**What the task asks:**
What is the number of lines in the entries that include the word "FromRequest"? Respond with the number only.

**Data for review:**

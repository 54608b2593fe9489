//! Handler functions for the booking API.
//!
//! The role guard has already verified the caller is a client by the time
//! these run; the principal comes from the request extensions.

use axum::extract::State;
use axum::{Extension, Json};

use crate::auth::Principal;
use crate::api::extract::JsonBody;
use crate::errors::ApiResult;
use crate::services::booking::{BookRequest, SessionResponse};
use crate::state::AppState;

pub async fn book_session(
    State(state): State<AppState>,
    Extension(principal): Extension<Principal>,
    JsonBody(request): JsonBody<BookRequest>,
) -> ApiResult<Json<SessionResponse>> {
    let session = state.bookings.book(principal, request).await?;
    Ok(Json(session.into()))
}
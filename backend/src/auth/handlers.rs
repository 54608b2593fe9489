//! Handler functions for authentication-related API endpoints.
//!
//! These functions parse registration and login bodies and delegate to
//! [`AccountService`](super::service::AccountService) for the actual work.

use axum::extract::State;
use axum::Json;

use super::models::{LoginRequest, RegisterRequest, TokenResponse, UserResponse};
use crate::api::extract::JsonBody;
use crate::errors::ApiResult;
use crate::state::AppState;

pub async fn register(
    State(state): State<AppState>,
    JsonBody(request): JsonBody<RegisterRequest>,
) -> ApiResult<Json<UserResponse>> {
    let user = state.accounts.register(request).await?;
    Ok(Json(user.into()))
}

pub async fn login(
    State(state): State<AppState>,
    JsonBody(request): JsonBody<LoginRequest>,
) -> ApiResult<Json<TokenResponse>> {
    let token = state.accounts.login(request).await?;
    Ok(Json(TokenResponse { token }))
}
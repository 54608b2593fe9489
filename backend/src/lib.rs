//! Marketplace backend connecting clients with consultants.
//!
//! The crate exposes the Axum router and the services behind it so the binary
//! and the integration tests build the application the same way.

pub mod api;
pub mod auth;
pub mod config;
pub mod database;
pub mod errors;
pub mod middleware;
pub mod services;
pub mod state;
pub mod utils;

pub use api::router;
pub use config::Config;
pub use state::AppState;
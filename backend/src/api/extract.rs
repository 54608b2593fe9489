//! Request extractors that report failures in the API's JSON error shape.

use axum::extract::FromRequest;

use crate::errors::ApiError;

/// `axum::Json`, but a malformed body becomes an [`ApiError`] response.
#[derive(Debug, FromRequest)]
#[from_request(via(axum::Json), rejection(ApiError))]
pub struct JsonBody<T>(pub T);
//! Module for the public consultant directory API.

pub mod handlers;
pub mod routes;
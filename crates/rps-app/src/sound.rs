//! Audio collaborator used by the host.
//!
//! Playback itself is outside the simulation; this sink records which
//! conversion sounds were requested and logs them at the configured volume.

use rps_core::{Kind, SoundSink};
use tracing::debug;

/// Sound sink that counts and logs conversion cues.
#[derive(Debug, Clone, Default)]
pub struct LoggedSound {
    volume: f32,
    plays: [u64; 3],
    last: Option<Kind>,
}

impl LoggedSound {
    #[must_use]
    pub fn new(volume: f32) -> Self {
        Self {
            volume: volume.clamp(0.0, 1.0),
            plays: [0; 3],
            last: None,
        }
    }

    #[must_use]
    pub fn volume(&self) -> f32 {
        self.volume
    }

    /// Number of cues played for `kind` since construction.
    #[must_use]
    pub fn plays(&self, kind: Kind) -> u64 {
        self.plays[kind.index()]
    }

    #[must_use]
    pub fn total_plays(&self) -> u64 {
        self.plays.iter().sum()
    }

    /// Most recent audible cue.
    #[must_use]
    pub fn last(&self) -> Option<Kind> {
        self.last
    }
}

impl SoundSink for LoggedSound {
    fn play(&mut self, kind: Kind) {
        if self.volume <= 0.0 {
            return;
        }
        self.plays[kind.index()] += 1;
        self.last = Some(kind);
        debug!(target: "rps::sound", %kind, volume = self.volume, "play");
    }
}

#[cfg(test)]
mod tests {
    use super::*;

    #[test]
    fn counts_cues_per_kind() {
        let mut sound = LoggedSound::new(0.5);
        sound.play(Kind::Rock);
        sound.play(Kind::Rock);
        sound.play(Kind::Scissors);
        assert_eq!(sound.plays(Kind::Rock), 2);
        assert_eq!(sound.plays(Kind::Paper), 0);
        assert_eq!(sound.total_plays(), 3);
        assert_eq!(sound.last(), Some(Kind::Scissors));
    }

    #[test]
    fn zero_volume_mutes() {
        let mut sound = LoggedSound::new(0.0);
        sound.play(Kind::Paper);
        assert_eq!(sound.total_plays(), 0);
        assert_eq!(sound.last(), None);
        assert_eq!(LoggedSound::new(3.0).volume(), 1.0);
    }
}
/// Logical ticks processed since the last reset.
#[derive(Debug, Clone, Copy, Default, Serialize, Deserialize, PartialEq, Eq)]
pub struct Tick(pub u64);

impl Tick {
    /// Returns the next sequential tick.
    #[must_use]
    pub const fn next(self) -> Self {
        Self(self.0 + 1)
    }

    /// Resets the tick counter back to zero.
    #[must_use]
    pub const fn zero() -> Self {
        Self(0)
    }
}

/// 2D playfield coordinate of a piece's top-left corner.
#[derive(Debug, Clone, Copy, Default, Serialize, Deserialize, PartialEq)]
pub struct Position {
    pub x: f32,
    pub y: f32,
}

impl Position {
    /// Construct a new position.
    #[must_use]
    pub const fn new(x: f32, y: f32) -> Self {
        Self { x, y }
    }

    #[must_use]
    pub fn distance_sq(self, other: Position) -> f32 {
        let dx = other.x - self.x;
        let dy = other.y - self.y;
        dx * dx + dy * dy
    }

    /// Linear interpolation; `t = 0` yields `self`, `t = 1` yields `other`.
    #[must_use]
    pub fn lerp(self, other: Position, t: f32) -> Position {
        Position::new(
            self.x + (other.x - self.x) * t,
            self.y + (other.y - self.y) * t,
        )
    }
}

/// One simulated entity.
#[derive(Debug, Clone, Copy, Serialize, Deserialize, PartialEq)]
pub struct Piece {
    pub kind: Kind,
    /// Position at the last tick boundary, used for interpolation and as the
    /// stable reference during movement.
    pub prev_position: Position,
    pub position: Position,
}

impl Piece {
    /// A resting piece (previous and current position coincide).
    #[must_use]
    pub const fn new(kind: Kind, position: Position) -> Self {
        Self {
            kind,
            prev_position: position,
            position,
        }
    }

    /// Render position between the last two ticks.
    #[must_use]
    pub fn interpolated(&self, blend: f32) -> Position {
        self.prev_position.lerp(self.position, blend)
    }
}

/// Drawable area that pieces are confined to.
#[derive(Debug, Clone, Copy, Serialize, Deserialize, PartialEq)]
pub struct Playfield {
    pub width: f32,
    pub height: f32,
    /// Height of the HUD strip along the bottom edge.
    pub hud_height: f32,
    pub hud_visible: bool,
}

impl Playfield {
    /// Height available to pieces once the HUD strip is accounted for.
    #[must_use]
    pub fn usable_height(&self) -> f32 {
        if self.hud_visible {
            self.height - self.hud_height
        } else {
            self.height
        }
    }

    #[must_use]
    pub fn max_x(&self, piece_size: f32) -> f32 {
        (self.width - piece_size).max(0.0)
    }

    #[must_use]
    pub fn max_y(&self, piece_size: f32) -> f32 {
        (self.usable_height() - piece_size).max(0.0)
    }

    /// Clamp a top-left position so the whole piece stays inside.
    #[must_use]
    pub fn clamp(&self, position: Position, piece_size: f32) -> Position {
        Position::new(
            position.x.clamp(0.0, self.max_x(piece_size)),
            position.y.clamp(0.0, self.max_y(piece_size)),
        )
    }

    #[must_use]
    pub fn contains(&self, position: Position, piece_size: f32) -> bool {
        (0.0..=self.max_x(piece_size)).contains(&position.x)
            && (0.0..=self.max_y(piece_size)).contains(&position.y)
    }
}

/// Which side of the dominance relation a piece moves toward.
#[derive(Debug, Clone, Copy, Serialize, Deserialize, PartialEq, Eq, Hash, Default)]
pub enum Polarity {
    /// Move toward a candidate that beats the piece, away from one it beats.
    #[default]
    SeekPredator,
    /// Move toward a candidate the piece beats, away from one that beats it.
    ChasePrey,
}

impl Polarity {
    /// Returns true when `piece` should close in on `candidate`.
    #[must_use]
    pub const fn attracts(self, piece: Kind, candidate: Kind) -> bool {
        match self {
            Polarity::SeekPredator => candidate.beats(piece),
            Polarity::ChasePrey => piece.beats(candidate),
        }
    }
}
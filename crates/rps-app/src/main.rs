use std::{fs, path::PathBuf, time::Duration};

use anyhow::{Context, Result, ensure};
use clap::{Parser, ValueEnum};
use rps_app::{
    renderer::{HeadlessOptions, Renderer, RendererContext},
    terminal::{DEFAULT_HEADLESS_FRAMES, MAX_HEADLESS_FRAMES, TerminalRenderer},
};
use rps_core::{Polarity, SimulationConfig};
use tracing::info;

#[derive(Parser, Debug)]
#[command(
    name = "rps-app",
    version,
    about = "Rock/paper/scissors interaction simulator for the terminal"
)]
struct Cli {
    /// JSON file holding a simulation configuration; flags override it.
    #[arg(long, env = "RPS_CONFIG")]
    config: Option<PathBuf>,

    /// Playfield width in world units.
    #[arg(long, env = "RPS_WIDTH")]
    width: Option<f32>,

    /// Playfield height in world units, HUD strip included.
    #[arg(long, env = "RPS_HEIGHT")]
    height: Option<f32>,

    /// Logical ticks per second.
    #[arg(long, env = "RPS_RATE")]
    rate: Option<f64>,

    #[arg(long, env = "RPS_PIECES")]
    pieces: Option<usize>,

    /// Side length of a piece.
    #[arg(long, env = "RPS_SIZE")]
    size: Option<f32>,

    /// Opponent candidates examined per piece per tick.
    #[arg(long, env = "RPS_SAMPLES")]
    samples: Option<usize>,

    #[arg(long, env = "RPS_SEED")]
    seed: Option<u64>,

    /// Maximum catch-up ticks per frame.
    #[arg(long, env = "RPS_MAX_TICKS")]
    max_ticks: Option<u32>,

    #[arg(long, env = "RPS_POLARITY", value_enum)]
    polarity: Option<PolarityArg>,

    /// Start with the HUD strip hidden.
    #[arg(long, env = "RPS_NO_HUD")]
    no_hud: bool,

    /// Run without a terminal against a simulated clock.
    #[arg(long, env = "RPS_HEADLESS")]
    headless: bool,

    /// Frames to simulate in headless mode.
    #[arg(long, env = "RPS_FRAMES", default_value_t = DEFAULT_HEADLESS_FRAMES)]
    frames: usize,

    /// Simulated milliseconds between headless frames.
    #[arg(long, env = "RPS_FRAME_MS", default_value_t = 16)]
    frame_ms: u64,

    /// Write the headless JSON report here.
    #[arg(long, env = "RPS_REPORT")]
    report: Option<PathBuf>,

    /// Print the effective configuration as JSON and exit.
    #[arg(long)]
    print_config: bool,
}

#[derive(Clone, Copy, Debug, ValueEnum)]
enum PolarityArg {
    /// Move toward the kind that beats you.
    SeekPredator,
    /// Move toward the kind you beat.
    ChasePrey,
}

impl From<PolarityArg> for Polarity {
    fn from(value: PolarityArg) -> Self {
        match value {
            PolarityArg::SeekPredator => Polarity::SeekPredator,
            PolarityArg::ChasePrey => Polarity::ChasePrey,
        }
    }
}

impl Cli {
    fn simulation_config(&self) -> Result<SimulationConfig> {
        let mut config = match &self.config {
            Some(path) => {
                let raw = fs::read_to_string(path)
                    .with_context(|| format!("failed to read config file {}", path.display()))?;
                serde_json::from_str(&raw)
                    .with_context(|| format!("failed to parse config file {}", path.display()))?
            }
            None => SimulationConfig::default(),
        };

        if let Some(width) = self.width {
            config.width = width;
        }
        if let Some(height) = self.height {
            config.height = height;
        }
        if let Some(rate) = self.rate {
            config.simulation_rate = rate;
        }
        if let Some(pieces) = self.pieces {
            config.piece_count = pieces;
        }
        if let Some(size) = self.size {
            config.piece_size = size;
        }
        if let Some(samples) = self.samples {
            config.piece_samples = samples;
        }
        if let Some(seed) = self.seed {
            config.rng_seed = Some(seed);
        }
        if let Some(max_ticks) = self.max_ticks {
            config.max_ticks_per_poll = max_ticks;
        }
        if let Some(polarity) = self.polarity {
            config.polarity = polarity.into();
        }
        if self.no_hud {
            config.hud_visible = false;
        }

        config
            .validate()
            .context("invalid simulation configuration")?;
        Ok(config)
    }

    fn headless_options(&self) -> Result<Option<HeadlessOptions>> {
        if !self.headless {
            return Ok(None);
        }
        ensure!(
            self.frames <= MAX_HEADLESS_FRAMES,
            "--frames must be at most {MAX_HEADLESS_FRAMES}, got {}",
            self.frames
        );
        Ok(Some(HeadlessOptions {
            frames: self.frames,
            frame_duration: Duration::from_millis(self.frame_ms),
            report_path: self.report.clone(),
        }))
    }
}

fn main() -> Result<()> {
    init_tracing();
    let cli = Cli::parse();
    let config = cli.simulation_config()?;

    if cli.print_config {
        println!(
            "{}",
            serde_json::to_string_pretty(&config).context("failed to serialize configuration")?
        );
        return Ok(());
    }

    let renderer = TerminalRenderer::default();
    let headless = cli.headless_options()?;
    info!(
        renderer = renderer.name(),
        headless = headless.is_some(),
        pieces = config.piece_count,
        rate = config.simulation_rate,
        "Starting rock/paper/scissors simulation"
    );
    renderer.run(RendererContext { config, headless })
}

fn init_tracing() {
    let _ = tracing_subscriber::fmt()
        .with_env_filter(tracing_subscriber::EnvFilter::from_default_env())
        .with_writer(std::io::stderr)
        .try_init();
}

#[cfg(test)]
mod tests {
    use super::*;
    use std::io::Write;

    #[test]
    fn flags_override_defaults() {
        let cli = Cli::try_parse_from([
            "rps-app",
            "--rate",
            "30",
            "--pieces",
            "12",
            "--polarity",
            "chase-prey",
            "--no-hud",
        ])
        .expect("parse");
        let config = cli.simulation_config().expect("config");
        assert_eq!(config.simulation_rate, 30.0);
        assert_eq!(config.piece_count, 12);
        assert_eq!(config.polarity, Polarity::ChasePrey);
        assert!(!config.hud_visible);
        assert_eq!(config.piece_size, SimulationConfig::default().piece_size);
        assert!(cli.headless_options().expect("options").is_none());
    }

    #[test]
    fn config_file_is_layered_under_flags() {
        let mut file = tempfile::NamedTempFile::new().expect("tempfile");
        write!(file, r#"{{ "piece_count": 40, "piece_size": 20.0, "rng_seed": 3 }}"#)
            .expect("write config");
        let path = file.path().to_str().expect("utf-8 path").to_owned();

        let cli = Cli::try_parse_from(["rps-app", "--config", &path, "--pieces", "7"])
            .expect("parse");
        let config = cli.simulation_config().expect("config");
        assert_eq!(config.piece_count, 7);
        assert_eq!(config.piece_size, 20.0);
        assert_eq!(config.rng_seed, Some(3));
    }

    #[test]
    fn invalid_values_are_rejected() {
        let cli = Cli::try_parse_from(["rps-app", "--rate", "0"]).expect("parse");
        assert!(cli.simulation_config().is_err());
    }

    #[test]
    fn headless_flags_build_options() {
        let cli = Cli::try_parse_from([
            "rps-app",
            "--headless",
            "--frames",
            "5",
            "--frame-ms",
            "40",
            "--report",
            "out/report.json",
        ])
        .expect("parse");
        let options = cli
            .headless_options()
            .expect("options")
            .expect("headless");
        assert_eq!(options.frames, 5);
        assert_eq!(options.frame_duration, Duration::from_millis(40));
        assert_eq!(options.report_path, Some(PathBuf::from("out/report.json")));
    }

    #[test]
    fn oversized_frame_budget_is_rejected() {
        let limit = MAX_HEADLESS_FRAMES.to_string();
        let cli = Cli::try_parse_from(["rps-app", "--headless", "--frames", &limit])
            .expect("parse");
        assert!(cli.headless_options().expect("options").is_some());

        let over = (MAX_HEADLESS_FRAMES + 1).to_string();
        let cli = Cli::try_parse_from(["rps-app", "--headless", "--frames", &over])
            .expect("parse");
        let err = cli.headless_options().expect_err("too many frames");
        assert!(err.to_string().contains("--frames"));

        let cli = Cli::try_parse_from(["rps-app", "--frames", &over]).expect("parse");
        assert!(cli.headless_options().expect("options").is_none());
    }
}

**Expected output:**
2